=== Data ===

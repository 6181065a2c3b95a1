//! Boundary to the interactive map widget: project records, feature
//! ingestion, camera resolution, click-to-action translation and the
//! highlighted-region pulse.

mod actions;
mod camera;
mod geo;
mod highlight;
mod map;
mod preview;
mod project;

pub use actions::{resolve_action, ActionDispatcher, ActionPayload, Resolution, SubscriptionId};
pub use camera::{resolve_camera, Camera, DEFAULT_ZOOM, FALLBACK_MARKER, MIN_ZOOM, MOBILE_BREAKPOINT, PAN_MS, RECENTER_MS};
pub use geo::{ingest_features, point_in_polygon, swap_coordinates, Feature, FeatureId, FeatureProperties, GeoPoint, Geometry};
pub use highlight::{pulse_style, PulseStyle, RegionColors, DEFAULT_REGION_COLOR};
pub use map::{GeoOverlay, LoadState, MapEvent, MapWidget};
pub use preview::{DocumentPreview, PreviewPanels, PreviewTarget, VideoPreview, PREVIEW_LOADING_TIMEOUT};
pub use project::{load_projects, CameraConfig, MapPercent, Project, ProjectStats, ProjectStatus};

#[derive(Debug, thiserror::Error)]
pub enum OverlayError {
    #[error("invalid project data: {0}")]
    Projects(#[from] serde_json::Error),
    #[error("failed to read {path}: {source}")]
    Read {
        path: String,
        #[source]
        source: std::io::Error,
    },
    #[error("malformed feature collection: {0}")]
    Features(String),
}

===

§ Task objective
Your task is to find each line in the entries that contains the string "source" and copy it.

§ Answer section
    #[error("failed to read {path}: {source}")]
        #[source]
        source: std::io::Error,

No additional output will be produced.